EXTRACTED INFORMATION:

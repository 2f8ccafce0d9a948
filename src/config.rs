//! Hub configuration
//!
//! Loaded once at startup from a TOML file. The config supplies everything
//! the hub cannot learn from its peers: where to listen, which actors to dial
//! and how to talk to them, the program permission and password tables, and
//! the god/bypass program lists.
//!
//! ```toml
//! [listen]
//! commanders = "0.0.0.0:6093"
//! needs_auth = true
//!
//! [[actor]]
//! name = "tcc"
//! addr = "tcc25m:2500"
//! safe_pattern = "^(ping|status)\\b"
//!
//! [[program]]
//! name = "PU04"
//! password = "sekrit"
//! actors = ["toy", "gcam"]
//!
//! gods = ["APO"]
//! ```

use std::path::{Path, PathBuf};
use std::time::Duration;

use regex::Regex;
use serde::Deserialize;

use crate::codec::CodecKind;
use crate::error::ConfigError;

/// Default commander listen address
pub const DEFAULT_LISTEN: &str = "127.0.0.1:6093";

/// Complete hub configuration
#[derive(Debug, Clone, Deserialize, Default)]
#[serde(deny_unknown_fields)]
pub struct HubConfig {
    /// Listener settings
    #[serde(default)]
    pub listen: ListenConfig,

    /// Actors the hub dials at startup
    #[serde(default, rename = "actor")]
    pub actors: Vec<ActorSpec>,

    /// Program permission/password entries
    #[serde(default, rename = "program")]
    pub programs: Vec<ProgramSpec>,

    /// Programs with unconditional access to every actor
    #[serde(default)]
    pub gods: Vec<String>,

    /// Bootstrap programs that bypass the permission table
    #[serde(default = "default_bypass")]
    pub bypass: Vec<String>,

    /// Directory for image scratch files (system temp dir when unset)
    #[serde(default)]
    pub scratch_dir: Option<PathBuf>,
}

/// Listener settings
#[derive(Debug, Clone, Deserialize)]
#[serde(deny_unknown_fields)]
pub struct ListenConfig {
    /// Commander listen address
    #[serde(default = "default_listen_addr")]
    pub commanders: String,

    /// Whether commanders must complete the login handshake
    #[serde(default = "default_true")]
    pub needs_auth: bool,

    /// Program identity assigned to unauthenticated commanders
    #[serde(default = "default_local_program")]
    pub program: String,
}

/// One actor the hub connects to
#[derive(Debug, Clone, Deserialize)]
#[serde(deny_unknown_fields)]
pub struct ActorSpec {
    /// Actor name; also its keyword namespace
    pub name: String,

    /// host:port to dial
    pub addr: String,

    /// Reply codec the actor speaks
    #[serde(default)]
    pub codec: CodecKind,

    /// Whether the permission table governs this actor at all
    #[serde(default = "default_true")]
    pub governed: bool,

    /// Commands anyone may send regardless of the table (regex)
    #[serde(default)]
    pub safe_pattern: Option<String>,

    /// Actor announces its own connection id in its first reply
    #[serde(default)]
    pub grab_cid: bool,

    /// Commands sent once the connection is up
    #[serde(default)]
    pub init_cmds: Vec<String>,

    /// Per-command reply deadline in seconds (no deadline when unset)
    #[serde(default)]
    pub timeout_secs: Option<u64>,
}

/// One program entry in the permission and password tables
#[derive(Debug, Clone, Deserialize)]
#[serde(deny_unknown_fields)]
pub struct ProgramSpec {
    /// Program name (the part of "program.user" before the dot)
    pub name: String,

    /// Login password; programs without one cannot authenticate
    #[serde(default)]
    pub password: Option<String>,

    /// Actors the program is initially authorized for
    #[serde(default)]
    pub actors: Vec<String>,
}

impl Default for ListenConfig {
    fn default() -> Self {
        Self {
            commanders: default_listen_addr(),
            needs_auth: true,
            program: default_local_program(),
        }
    }
}

impl HubConfig {
    /// Load a config file
    pub fn load(path: &Path) -> Result<Self, ConfigError> {
        let text = std::fs::read_to_string(path).map_err(ConfigError::Io)?;
        let config: HubConfig = toml::from_str(&text).map_err(ConfigError::Parse)?;
        config.validate()?;
        Ok(config)
    }

    /// Check the parts that must be well-formed before the hub starts
    pub fn validate(&self) -> Result<(), ConfigError> {
        for actor in &self.actors {
            if let Some(pattern) = &actor.safe_pattern {
                Regex::new(pattern)
                    .map_err(|e| ConfigError::BadPattern(pattern.clone(), e))?;
            }
        }
        Ok(())
    }

    /// The scratch directory for image payloads
    pub fn scratch_dir(&self) -> PathBuf {
        self.scratch_dir
            .clone()
            .unwrap_or_else(std::env::temp_dir)
    }

    /// Look up an actor spec by name
    pub fn actor(&self, name: &str) -> Option<&ActorSpec> {
        self.actors
            .iter()
            .find(|a| a.name.eq_ignore_ascii_case(name))
    }
}

impl ActorSpec {
    /// Compiled safe-command pattern, if configured.
    ///
    /// `validate()` has already rejected bad patterns by the time this runs.
    pub fn safe_regex(&self) -> Option<Regex> {
        self.safe_pattern
            .as_deref()
            .and_then(|p| Regex::new(p).ok())
    }

    /// Reply deadline as a duration
    pub fn timeout(&self) -> Option<Duration> {
        self.timeout_secs.map(Duration::from_secs)
    }
}

fn default_listen_addr() -> String {
    DEFAULT_LISTEN.to_string()
}

fn default_local_program() -> String {
    "local".to_string()
}

fn default_bypass() -> Vec<String> {
    vec!["hub".to_string()]
}

fn default_true() -> bool {
    true
}

#[cfg(test)]
mod tests {
    use super::*;

    #[test]
    fn test_defaults() {
        let config = HubConfig::default();
        assert!(config.actors.is_empty());
        assert_eq!(config.listen.commanders, DEFAULT_LISTEN);
        assert!(config.listen.needs_auth);
    }

    #[test]
    fn test_parse_full_config() {
        let text = r#"
            gods = ["APO"]
            bypass = ["hub"]

            [listen]
            commanders = "0.0.0.0:6093"
            needs_auth = false
            program = "internal"

            [[actor]]
            name = "tcc"
            addr = "localhost:2500"
            safe_pattern = "^(ping|status)\\b"
            init_cmds = ["status"]
            timeout_secs = 30

            [[actor]]
            name = "gcam"
            addr = "localhost:2600"
            codec = "binary"
            grab_cid = true

            [[program]]
            name = "PU04"
            password = "sekrit"
            actors = ["toy"]
        "#;
        let config: HubConfig = toml::from_str(text).unwrap();
        config.validate().unwrap();

        assert_eq!(config.gods, vec!["APO"]);
        assert!(!config.listen.needs_auth);
        assert_eq!(config.actors.len(), 2);

        let tcc = config.actor("TCC").unwrap();
        assert!(tcc.governed);
        assert_eq!(tcc.timeout(), Some(Duration::from_secs(30)));
        assert!(tcc.safe_regex().unwrap().is_match("ping"));

        let gcam = config.actor("gcam").unwrap();
        assert_eq!(gcam.codec, CodecKind::Binary);
        assert!(gcam.grab_cid);

        assert_eq!(config.programs[0].name, "PU04");
        assert_eq!(config.programs[0].actors, vec!["toy"]);
    }

    #[test]
    fn test_bad_safe_pattern_rejected() {
        let text = r#"
            [[actor]]
            name = "tcc"
            addr = "localhost:2500"
            safe_pattern = "("
        "#;
        let config: HubConfig = toml::from_str(text).unwrap();
        assert!(matches!(
            config.validate(),
            Err(ConfigError::BadPattern(_, _))
        ));
    }

    #[test]
    fn test_bypass_defaults_to_hub() {
        let config: HubConfig = toml::from_str("").unwrap();
        assert_eq!(config.bypass, vec!["hub"]);
    }
}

EXERCISE REQUIREMENTS:
Using the records above, write out exactly the lines between the one holding "pub fn actor(&self, name: &str)" and the one holding "as a duration", inclusive; leave everything else out.

SOLUTION TO THIS PROBLEM:
    pub fn actor(&self, name: &str) -> Option<&ActorSpec> {
        self.actors
            .iter()
            .find(|a| a.name.eq_ignore_ascii_case(name))
    }
}

impl ActorSpec {
    /// Compiled safe-command pattern, if configured.
    ///
    /// `validate()` has already rejected bad patterns by the time this runs.
    pub fn safe_regex(&self) -> Option<Regex> {
        self.safe_pattern
            .as_deref()
            .and_then(|p| Regex::new(p).ok())
    }

    /// Reply deadline as a duration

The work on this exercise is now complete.